— The problem —
Which lines below hold the word "using"? Report each one.

Supplied records Block Start

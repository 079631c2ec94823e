//! Debug relay task
//!
//! Copies the sonde's hardware UART to the debug log.

use defmt::*;
use embassy_rp::uart::BufferedUartRx;
use embassy_time::Timer;

use sonde_core::relay::{DebugRelay, RelayError, RelayEvent};
use sonde_hal_rp2040::RpUartRx;

use crate::log_sink::DefmtTx;

/// Pause between idle relay steps so the notice does not flood the log
const IDLE_PAUSE_MS: u64 = 100;

/// Relay task - one byte per step, notices when the port is idle
#[embassy_executor::task]
pub async fn relay_task(rx: BufferedUartRx, debug: bool) {
    info!("Relay task started (debug: {})", debug);

    let mut relay = DebugRelay::new(RpUartRx::new(rx), DefmtTx, debug);

    loop {
        match relay.step() {
            Ok(RelayEvent::Relayed(_)) => {}
            Ok(RelayEvent::Idle { .. }) => {
                Timer::after_millis(IDLE_PAUSE_MS).await;
            }
            Err(RelayError::Rx(e)) => {
                warn!("Sonde UART error: {:?}", e);
            }
            Err(RelayError::Tx(never)) => match never {},
        }
    }
}
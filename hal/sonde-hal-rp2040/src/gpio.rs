//! GPIO pins
//!
//! embassy-rp pins implement the `embedded-hal` 1.0 digital traits with
//! `Error = Infallible`, so the generic `sonde-hal` adapters drive them.

use embassy_rp::gpio::{Input, Output};
use sonde_hal::gpio::{HalInput, HalOutput};

/// Polled input pin (sonde RX line)
pub type RpInput<'d> = HalInput<Input<'d>>;

/// Output pin (sonde TX line, held idle)
pub type RpOutput<'d> = HalOutput<Output<'d>>;
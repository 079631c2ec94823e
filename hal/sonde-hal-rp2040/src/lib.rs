//! RP2040-specific HAL for the Sonde Link firmware
//!
//! Implements the shared `sonde-hal` traits on top of `embassy-rp`:
//!
//! - GPIO input/output pins through the `embedded-hal` adapters
//! - Busy-wait delay on the embassy time driver
//! - Buffered UART receive port for the debug relay

#![no_std]

pub mod delay;
pub mod gpio;
pub mod uart;

pub use delay::{blocking_delay, BlockingDelay};
pub use gpio::{RpInput, RpOutput};
pub use uart::RpUartRx;
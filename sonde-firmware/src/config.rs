//! Configuration loading
//!
//! `sonde.toml` is validated by the build script, so failures here mean
//! the embedded text and the parser disagree. Defaults keep the receiver
//! running either way.

use defmt::*;

use sonde_core::config::{parse_config, ReceiverSection, SondeConfig};
use sonde_core::rx::RxConfig;

/// Parse and validate the embedded configuration
///
/// A rejected `[receiver]` section is replaced by its defaults so the
/// returned pair always agrees.
pub fn load_config(input: &str) -> (SondeConfig, RxConfig) {
    let config = match parse_config(input) {
        Ok(config) => config,
        Err(e) => {
            error!("sonde.toml line {}: {:?}, using defaults", e.line, e.kind);
            SondeConfig::default()
        }
    };

    match config.rx_config() {
        Ok(rx_config) => (config, rx_config),
        Err(e) => {
            error!("Invalid receiver config: {:?}, using defaults", e);
            let config = SondeConfig {
                receiver: ReceiverSection::default(),
                ..config
            };
            (config, RxConfig::default())
        }
    }
}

Supplied records Block End

— Exercise solution —
            error!("sonde.toml line {}: {:?}, using defaults", e.line, e.kind);
            error!("Invalid receiver config: {:?}, using defaults", e);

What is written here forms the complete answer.